The Commission’s coordinator for anti-Semitism said this is a problem throughout Europe which needs solving and that EU member-states must also help finance security for synagogues.

Safety of Jews in the EU in 2018

In late 2018 EU member-states pledged to insure security for Jewish institutions. Von Shnurbein says this pledge needs to be continued to the end of 2020 and strategies for combating need to be drafted in every EU state. She said this should include a security concept and also preparing teachers to teach about Jewish matters and Jewish life. The European Union Agency for Fundamental Rights reports 38 percent of Jews living in Europe have considered leaving due to safety concerns in the last five years.

Twenty-seven-year-old German neo-Nazi Stephan Balliet attempted to enter the synagogue in Halle in Germany’s Saxony-Anhalt state Wednesday where over 80 people were marking Yom Kippur. Unable to force the door open, he shot a woman on the street outside using a home-made gun and then moved on to a kebab shop down the street where he threw home-made explosives at the owner outside, entered and shot customers.

Halle Jewish community (Jüdische Gemeinde Halle) chairman Max Privorozki said he watched the attacker outside using the video surveillance system in place at the synagogue. He said the man shot the door several times and threw what appeared to be Molotov cocktails or grenades at the building.
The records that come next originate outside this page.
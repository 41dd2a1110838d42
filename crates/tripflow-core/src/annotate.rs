//! Geofence annotation seam
//!
//! Annotation itself (polygon evaluation) lives outside this crate; the
//! pipeline only needs a pure function from a GPS fix to an opaque
//! descriptor plus the version of the geography it was computed against.

use crate::types::GpsPoint;
use thiserror::Error;

#[derive(Debug, Error)]
pub enum AnnotationError {
    #[error("annotation failed for ({lat}, {lng}): {reason}")]
    Failed { lat: f64, lng: f64, reason: String },
}

/// Pure geofence annotation function.
///
/// Implementations must be side-effect free; the pipeline calls
/// `annotate` synchronously for every message carrying a GPS fix and
/// fails the message if annotation fails. No unannotated state is ever
/// persisted.
pub trait Annotator: Send + Sync {
    fn annotate(&self, gps: &GpsPoint) -> Result<serde_json::Value, AnnotationError>;

    /// Version of the geography data backing `annotate`.
    fn version(&self) -> u32;
}

/// Annotator that stamps an empty descriptor. Useful for wiring and
/// tests when no geography is loaded.
pub struct NullAnnotator {
    version: u32,
}

impl NullAnnotator {
    pub fn new(version: u32) -> Self {
        Self { version }
    }
}

impl Default for NullAnnotator {
    fn default() -> Self {
        Self::new(1)
    }
}

impl Annotator for NullAnnotator {
    fn annotate(&self, _gps: &GpsPoint) -> Result<serde_json::Value, AnnotationError> {
        Ok(serde_json::Value::Object(serde_json::Map::new()))
    }

    fn version(&self) -> u32 {
        self.version
    }
}

#[cfg(test)]
mod tests {
    use super::*;

    #[test]
    fn test_null_annotator() {
        let annotator = NullAnnotator::new(3);
        let gps = GpsPoint {
            lat: 34.0,
            lng: -118.0,
        };
        let annotation = annotator.annotate(&gps).unwrap();
        assert!(annotation.as_object().unwrap().is_empty());
        assert_eq!(annotator.version(), 3);
    }
}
The door held fast and the killer was unable to enter. The man then went to the kebab shop and then fled in his car, stopping in the middle of a street in a nearby town to engage German police with his home-made grenade launcher or shotgun. Besides his home-made weapons cache, police discovered a large quantity of explosives in Balliet’s car following his arrest. Two people were reported killed in his rampage and at least two more were wounded.